(Stored items)

■ ■ ■ ■

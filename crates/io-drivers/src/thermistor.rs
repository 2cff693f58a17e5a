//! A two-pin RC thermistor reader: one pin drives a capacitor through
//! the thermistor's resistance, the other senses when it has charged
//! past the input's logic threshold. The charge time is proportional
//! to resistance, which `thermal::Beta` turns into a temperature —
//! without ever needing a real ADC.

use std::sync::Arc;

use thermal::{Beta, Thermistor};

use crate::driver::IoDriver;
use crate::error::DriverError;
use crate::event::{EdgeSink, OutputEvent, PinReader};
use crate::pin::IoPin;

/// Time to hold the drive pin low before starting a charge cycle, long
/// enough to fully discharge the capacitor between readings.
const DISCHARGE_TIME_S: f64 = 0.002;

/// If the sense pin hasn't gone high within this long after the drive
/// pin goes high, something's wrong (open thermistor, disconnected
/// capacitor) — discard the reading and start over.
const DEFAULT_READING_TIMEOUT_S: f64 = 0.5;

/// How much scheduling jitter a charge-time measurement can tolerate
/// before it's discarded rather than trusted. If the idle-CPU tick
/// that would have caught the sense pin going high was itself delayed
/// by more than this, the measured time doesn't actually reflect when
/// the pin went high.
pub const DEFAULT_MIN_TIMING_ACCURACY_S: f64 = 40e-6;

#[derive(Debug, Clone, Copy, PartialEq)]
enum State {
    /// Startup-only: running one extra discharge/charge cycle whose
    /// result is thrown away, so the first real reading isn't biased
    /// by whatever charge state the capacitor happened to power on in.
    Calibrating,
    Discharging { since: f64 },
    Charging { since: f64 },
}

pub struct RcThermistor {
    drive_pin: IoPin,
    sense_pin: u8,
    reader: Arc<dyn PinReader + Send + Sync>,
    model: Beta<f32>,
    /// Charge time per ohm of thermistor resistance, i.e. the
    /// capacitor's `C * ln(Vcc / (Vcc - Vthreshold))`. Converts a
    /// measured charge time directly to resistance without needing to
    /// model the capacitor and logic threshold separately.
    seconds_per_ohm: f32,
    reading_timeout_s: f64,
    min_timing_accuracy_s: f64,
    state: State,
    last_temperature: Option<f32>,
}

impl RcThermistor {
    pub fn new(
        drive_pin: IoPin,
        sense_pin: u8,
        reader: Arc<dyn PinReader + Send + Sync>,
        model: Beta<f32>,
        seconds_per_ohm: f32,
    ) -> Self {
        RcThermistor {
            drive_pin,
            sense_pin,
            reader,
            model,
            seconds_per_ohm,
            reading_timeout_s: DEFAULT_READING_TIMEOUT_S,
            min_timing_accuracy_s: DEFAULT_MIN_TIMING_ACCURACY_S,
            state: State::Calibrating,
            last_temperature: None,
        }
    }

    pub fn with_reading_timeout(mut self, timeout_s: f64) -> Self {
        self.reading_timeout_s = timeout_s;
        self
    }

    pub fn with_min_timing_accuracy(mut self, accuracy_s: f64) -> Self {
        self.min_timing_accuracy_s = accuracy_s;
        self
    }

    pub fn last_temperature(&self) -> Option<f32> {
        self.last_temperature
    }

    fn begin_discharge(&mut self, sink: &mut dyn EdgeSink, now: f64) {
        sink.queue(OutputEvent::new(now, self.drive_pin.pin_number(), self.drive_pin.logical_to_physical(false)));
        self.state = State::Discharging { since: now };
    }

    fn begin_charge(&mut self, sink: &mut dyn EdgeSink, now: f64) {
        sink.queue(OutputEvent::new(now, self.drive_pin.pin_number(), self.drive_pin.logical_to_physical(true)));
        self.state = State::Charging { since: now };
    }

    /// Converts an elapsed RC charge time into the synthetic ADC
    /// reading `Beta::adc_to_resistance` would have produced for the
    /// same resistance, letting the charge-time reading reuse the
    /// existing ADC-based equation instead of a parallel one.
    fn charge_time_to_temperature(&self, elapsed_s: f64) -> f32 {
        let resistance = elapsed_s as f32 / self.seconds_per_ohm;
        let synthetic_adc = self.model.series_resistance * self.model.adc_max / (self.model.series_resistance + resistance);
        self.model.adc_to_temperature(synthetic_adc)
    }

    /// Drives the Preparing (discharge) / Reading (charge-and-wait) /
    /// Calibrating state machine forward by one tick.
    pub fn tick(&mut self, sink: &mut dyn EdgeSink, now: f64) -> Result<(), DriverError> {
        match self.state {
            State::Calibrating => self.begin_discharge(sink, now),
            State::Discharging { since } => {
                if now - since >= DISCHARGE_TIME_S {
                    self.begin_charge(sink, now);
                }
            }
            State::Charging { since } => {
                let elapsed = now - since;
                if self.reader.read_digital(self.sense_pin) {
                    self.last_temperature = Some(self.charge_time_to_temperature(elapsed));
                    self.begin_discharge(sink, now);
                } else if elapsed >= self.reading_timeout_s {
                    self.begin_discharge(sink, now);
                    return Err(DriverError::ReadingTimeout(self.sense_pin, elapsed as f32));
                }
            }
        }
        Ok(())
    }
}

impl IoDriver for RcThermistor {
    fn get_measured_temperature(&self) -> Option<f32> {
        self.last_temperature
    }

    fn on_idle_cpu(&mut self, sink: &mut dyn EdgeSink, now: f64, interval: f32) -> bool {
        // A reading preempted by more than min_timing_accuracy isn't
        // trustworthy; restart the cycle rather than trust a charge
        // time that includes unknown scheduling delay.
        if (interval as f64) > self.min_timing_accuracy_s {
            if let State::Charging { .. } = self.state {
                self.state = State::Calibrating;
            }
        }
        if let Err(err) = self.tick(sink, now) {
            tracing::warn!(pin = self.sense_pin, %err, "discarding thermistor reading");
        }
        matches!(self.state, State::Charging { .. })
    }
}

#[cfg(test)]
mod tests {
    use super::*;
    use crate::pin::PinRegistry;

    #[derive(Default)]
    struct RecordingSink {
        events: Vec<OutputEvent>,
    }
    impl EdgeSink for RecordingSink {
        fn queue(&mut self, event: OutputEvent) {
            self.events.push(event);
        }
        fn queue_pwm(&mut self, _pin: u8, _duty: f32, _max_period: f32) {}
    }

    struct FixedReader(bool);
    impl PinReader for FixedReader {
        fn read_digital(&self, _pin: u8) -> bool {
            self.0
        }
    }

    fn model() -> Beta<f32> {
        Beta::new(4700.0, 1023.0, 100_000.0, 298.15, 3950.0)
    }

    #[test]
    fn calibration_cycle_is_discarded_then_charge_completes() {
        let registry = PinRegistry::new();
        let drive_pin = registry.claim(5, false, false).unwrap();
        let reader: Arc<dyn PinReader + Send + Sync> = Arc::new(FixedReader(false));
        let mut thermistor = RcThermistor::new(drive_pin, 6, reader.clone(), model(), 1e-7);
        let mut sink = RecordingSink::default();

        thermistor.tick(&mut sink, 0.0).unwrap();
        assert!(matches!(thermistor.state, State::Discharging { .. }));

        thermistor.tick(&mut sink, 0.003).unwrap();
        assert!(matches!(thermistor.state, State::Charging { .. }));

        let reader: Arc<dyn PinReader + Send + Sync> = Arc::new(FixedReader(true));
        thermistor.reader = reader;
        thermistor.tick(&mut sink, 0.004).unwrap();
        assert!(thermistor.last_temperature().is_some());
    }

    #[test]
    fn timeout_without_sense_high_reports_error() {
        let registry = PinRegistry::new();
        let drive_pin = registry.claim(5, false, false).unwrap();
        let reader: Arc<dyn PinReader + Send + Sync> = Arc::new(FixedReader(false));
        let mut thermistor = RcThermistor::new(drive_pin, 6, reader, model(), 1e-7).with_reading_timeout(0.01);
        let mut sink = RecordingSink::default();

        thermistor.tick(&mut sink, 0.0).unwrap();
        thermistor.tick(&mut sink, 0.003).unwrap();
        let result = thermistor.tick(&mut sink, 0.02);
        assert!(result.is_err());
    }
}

■ ■ ■ ■

- Your objective -
Look through the lines above and collect those with the word "interval".

- Task response -
    fn on_idle_cpu(&mut self, sink: &mut dyn EdgeSink, now: f64, interval: f32) -> bool {
        if (interval as f64) > self.min_timing_accuracy_s {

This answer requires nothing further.